■ Task requirements: Within the records below is a range that opens at the line with "use anyhow::Result;" and closes at the line with "async fn main()". Return that range word for word, both ends included, and only that range.

■ Dataset entries:

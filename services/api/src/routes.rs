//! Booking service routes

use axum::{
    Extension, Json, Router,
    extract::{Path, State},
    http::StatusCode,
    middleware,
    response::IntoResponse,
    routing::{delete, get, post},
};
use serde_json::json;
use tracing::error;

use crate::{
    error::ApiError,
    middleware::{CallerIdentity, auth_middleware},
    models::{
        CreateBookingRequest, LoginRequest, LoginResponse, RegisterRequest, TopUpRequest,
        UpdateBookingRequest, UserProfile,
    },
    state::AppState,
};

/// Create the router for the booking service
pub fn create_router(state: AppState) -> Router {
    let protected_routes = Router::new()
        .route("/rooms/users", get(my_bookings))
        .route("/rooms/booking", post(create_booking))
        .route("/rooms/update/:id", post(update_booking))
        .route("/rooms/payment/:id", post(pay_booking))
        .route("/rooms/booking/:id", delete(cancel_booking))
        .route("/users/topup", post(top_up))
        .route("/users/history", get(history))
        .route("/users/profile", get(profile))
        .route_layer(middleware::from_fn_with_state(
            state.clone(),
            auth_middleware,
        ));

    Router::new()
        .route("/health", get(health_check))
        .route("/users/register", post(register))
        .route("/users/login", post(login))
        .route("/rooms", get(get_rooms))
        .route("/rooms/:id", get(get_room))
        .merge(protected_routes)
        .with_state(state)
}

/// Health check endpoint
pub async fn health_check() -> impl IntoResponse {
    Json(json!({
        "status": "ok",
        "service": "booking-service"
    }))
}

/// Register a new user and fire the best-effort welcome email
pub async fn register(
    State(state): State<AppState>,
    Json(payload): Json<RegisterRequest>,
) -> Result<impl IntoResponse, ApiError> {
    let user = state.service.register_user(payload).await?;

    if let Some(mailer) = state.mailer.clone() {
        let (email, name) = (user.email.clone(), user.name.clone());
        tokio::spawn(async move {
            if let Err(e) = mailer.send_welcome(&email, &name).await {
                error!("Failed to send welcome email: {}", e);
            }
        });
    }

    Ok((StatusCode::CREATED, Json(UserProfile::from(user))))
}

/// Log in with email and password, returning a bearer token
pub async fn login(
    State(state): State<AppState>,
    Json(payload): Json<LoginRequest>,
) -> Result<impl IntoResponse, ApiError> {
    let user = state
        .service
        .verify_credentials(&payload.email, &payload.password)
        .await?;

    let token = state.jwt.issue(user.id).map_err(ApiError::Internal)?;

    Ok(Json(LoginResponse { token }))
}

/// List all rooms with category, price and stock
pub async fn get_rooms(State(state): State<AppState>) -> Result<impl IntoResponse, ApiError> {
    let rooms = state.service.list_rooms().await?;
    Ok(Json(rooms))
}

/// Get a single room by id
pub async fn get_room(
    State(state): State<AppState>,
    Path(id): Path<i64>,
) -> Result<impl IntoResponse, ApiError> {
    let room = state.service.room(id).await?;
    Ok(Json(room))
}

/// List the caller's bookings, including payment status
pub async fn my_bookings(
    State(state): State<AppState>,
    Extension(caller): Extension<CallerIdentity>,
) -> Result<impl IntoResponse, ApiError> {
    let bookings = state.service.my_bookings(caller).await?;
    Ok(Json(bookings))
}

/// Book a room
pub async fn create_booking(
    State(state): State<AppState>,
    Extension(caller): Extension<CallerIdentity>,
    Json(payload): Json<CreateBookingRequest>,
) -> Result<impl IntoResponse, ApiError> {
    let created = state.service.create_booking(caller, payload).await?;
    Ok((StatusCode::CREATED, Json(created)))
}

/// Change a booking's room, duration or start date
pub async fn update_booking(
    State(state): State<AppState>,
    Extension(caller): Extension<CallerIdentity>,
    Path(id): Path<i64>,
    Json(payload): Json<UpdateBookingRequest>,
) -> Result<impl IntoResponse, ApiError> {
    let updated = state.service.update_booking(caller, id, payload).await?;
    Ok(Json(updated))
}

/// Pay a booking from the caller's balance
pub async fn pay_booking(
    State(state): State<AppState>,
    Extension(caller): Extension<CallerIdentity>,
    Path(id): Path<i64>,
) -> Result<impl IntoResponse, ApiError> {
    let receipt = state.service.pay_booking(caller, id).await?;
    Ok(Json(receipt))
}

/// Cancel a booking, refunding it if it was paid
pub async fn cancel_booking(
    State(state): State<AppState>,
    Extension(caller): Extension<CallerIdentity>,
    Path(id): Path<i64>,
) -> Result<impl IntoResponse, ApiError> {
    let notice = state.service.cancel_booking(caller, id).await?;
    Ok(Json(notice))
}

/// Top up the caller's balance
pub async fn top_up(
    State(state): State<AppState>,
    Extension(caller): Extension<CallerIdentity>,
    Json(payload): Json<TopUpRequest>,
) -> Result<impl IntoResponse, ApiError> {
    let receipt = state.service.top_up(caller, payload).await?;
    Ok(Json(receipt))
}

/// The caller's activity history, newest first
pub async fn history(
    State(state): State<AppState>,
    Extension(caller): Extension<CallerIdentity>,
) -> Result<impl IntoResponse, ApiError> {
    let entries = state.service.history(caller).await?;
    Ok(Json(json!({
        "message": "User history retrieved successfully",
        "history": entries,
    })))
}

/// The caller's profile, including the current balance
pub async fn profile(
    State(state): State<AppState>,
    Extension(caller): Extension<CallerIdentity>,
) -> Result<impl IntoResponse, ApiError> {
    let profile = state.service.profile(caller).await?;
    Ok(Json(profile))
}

==

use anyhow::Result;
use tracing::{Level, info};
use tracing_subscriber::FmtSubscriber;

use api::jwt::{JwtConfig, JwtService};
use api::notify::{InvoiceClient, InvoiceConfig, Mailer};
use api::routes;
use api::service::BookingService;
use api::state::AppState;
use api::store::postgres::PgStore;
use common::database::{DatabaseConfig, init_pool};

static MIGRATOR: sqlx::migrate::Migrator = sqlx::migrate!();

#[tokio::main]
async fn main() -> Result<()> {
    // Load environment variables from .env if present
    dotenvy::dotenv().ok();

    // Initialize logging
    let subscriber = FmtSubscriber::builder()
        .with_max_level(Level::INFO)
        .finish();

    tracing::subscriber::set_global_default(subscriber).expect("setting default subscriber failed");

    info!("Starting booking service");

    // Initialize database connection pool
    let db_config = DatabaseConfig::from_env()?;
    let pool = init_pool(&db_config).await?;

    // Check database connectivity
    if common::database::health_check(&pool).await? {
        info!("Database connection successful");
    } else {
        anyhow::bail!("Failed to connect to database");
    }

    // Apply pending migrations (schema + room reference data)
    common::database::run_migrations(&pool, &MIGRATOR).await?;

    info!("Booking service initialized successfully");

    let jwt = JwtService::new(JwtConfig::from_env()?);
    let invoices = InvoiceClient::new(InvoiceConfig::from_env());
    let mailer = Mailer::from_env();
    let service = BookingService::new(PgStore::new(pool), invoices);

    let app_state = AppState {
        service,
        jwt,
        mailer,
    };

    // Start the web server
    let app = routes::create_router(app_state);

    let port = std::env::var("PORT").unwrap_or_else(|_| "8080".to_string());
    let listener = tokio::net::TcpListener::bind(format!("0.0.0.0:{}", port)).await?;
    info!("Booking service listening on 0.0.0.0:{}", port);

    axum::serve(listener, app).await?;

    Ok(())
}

■ Solved exercise:
use anyhow::Result;
use tracing::{Level, info};
use tracing_subscriber::FmtSubscriber;

use api::jwt::{JwtConfig, JwtService};
use api::notify::{InvoiceClient, InvoiceConfig, Mailer};
use api::routes;
use api::service::BookingService;
use api::state::AppState;
use api::store::postgres::PgStore;
use common::database::{DatabaseConfig, init_pool};

static MIGRATOR: sqlx::migrate::Migrator = sqlx::migrate!();

#[tokio::main]
async fn main() -> Result<()> {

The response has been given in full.